→ GIVEN DATA:
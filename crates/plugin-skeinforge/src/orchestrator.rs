//! Child process orchestration: launch, concurrent draining, cancellation
//! and outcome classification.
//!
//! Every process-level result is folded into a [`ProcessOutcome`]; nothing
//! here returns an error to the caller.

use std::process::Stdio;
use std::sync::Arc;
use std::time::{Duration, Instant};

use tokio::process::{Child, Command};
use tokio::task::JoinHandle;
use tokio_util::sync::CancellationToken;
use toolpath_core::config::toolchain::ToolchainConfig;
use tracing::{debug, error, info, instrument, warn};

use crate::drainer::{LineStreamDrainer, SharedTail, TailBuffer};
use crate::models::{CapturedOutput, InvocationSpec, ProcessOutcome, ProcessRun};
use crate::sink::{LogSink, UpdateCallback};

/// Runs one external invocation at a time per call; calls are independent.
#[derive(Debug, Clone)]
pub struct ProcessOrchestrator {
    /// Trailing lines kept per stream.
    capture_lines: usize,
    /// Time drainers get to see their streams close after a kill.
    drain_grace: Duration,
}

impl Default for ProcessOrchestrator {
    fn default() -> Self {
        Self::from_config(&ToolchainConfig::default())
    }
}

impl ProcessOrchestrator {
    /// Create an orchestrator.
    pub fn new(capture_lines: usize, drain_grace: Duration) -> Self {
        Self {
            capture_lines,
            drain_grace,
        }
    }

    /// Create an orchestrator from toolchain settings.
    pub fn from_config(config: &ToolchainConfig) -> Self {
        Self::new(
            config.capture_lines,
            Duration::from_millis(config.drain_grace_ms),
        )
    }

    /// Launch `spec`, drain both output streams concurrently and wait for
    /// the child to exit or for `cancel` to fire.
    ///
    /// On cancellation the child is killed and reaped before returning
    /// [`ProcessOutcome::Cancelled`]. Standard output lines go to `sink` at
    /// verbose severity and to `on_update`; standard error lines go to `sink`
    /// at error severity. All drained lines are delivered before this
    /// returns.
    #[instrument(skip_all, fields(executable = %spec.executable))]
    pub async fn run(
        &self,
        spec: &InvocationSpec,
        sink: Arc<dyn LogSink>,
        on_update: Option<UpdateCallback>,
        cancel: CancellationToken,
    ) -> ProcessRun {
        let start = Instant::now();
        let stdout_tail = TailBuffer::shared(self.capture_lines);
        let stderr_tail = TailBuffer::shared(self.capture_lines);

        if cancel.is_cancelled() {
            info!("Generation cancelled before launch");
            return self.finish(ProcessOutcome::Cancelled, None, &stdout_tail, &stderr_tail, start);
        }

        let mut cmd = Command::new(&spec.executable);

        #[cfg(windows)]
        {
            const CREATE_NO_WINDOW: u32 = 0x08000000;
            cmd.creation_flags(CREATE_NO_WINDOW);
        }

        // Own process group, so a kill reaches anything the toolchain started
        // and a terminal interrupt goes through the cancellation token only.
        #[cfg(unix)]
        {
            cmd.process_group(0);
        }

        cmd.args(&spec.arguments)
            .current_dir(&spec.working_directory)
            .stdin(Stdio::null())
            .stdout(Stdio::piped())
            .stderr(Stdio::piped())
            .kill_on_drop(true);

        debug!(
            command = %spec,
            cwd = %spec.working_directory.display(),
            "Spawning Skeinforge process"
        );

        let mut child = match cmd.spawn() {
            Ok(child) => child,
            Err(e) => {
                error!(command = %spec, error = %e, "Could not run Skeinforge");
                let outcome = ProcessOutcome::LaunchFailure {
                    cause: e.to_string(),
                };
                return self.finish(outcome, None, &stdout_tail, &stderr_tail, start);
            }
        };
        let pid = child.id();

        let mut drainers: Vec<JoinHandle<usize>> = Vec::with_capacity(2);
        if let Some(stdout) = child.stdout.take() {
            let drainer =
                LineStreamDrainer::primary(Arc::clone(&sink), on_update, Arc::clone(&stdout_tail));
            drainers.push(tokio::spawn(drainer.drain(stdout)));
        }
        if let Some(stderr) = child.stderr.take() {
            let drainer = LineStreamDrainer::secondary(Arc::clone(&sink), Arc::clone(&stderr_tail));
            drainers.push(tokio::spawn(drainer.drain(stderr)));
        }

        // Race: process exit vs cancellation. Cancellation is checked first
        // so a child dying from the same interrupt is still reported as such.
        let (outcome, killed) = tokio::select! {
            biased;

            _ = cancel.cancelled() => {
                info!(pid = ?pid, "Generation cancelled, killing Skeinforge process");
                kill_tree(&mut child, pid).await;
                (ProcessOutcome::Cancelled, true)
            }
            status = child.wait() => match status {
                Ok(status) if status.success() => {
                    info!(
                        pid = ?pid,
                        elapsed_ms = start.elapsed().as_millis() as u64,
                        "Skeinforge completed"
                    );
                    (ProcessOutcome::Success, false)
                }
                Ok(status) => {
                    let code = status.code().unwrap_or(-1);
                    error!(
                        pid = ?pid,
                        code = code,
                        elapsed_ms = start.elapsed().as_millis() as u64,
                        "Unrecognized error code returned by Skeinforge"
                    );
                    (ProcessOutcome::NonZeroExit { code }, false)
                }
                Err(e) => {
                    error!(pid = ?pid, error = %e, "Lost track of Skeinforge process, killing");
                    kill_tree(&mut child, pid).await;
                    (ProcessOutcome::NonZeroExit { code: -1 }, true)
                }
            },
        };

        self.settle(drainers, &cancel, killed, pid).await;

        // The child may have died from the interrupt that also cancelled the
        // run; by now the cancellation has been observed.
        let outcome = match outcome {
            ProcessOutcome::NonZeroExit { code } if cancel.is_cancelled() => {
                info!(pid = ?pid, code, "Skeinforge exited after cancellation");
                ProcessOutcome::Cancelled
            }
            other => other,
        };

        self.finish(outcome, pid, &stdout_tail, &stderr_tail, start)
    }

    /// Wait for the drainers to deliver everything.
    ///
    /// After a kill, or if cancellation arrives while flushing, drainers get
    /// `drain_grace` to finish and are aborted afterwards; a grandchild that
    /// inherited the pipes must not keep the run alive. Cancellation while
    /// flushing also kills what is left of the child's process group.
    async fn settle(
        &self,
        drainers: Vec<JoinHandle<usize>>,
        cancel: &CancellationToken,
        killed: bool,
        pid: Option<u32>,
    ) {
        let aborts: Vec<_> = drainers.iter().map(|h| h.abort_handle()).collect();

        let joined = async move {
            for handle in drainers {
                if let Err(e) = handle.await {
                    if !e.is_cancelled() {
                        warn!(error = %e, "Output drainer task failed");
                    }
                }
            }
        };
        tokio::pin!(joined);

        if !killed {
            tokio::select! {
                _ = &mut joined => return,
                _ = cancel.cancelled() => {
                    debug!("Cancelled while flushing toolchain output");
                    #[cfg(unix)]
                    {
                        if let Some(pid) = pid {
                            kill_group(pid);
                        }
                    }
                    #[cfg(not(unix))]
                    {
                        let _ = pid;
                    }
                }
            }
        }

        if tokio::time::timeout(self.drain_grace, &mut joined)
            .await
            .is_err()
        {
            warn!(
                grace_ms = self.drain_grace.as_millis() as u64,
                "Toolchain output still open after grace period, abandoning drainers"
            );
            for abort in &aborts {
                abort.abort();
            }
        }
    }

    fn finish(
        &self,
        outcome: ProcessOutcome,
        pid: Option<u32>,
        stdout_tail: &SharedTail,
        stderr_tail: &SharedTail,
        start: Instant,
    ) -> ProcessRun {
        let (stdout, stdout_truncated) = snapshot(stdout_tail);
        let (stderr, stderr_truncated) = snapshot(stderr_tail);

        ProcessRun {
            outcome,
            output: CapturedOutput {
                stdout,
                stderr,
                truncated: stdout_truncated || stderr_truncated,
            },
            pid,
            elapsed: start.elapsed(),
        }
    }
}

/// Kill the child and, on unix, the rest of its process group, then reap it.
async fn kill_tree(child: &mut Child, pid: Option<u32>) {
    #[cfg(unix)]
    {
        if let Some(pid) = pid {
            kill_group(pid);
        }
    }
    if let Err(e) = child.kill().await {
        warn!(pid = ?pid, error = %e, "Failed to kill Skeinforge process");
    }
}

/// SIGKILL every process in the group led by `pgid`.
#[cfg(unix)]
fn kill_group(pgid: u32) {
    let Ok(pgid) = libc::pid_t::try_from(pgid) else {
        return;
    };
    // A zero or negative id would address our own group.
    if pgid <= 0 {
        return;
    }
    // SAFETY: kill(2) takes plain integers and touches no memory of ours.
    let rc = unsafe { libc::kill(-pgid, libc::SIGKILL) };
    if rc != 0 {
        debug!(
            pgid,
            error = %std::io::Error::last_os_error(),
            "Process group already gone"
        );
    }
}

fn snapshot(tail: &SharedTail) -> (Vec<String>, bool) {
    let guard = tail.lock().unwrap_or_else(|poisoned| poisoned.into_inner());
    (guard.to_vec(), guard.is_truncated())
}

→ TASK GOAL: Copy out each line of the data that holds the string "finish".

→ SOLUTION:
            return self.finish(ProcessOutcome::Cancelled, None, &stdout_tail, &stderr_tail, start);
                return self.finish(outcome, None, &stdout_tail, &stderr_tail, start);
        self.finish(outcome, pid, &stdout_tail, &stderr_tail, start)
    /// `drain_grace` to finish and are aborted afterwards; a grandchild that
    fn finish(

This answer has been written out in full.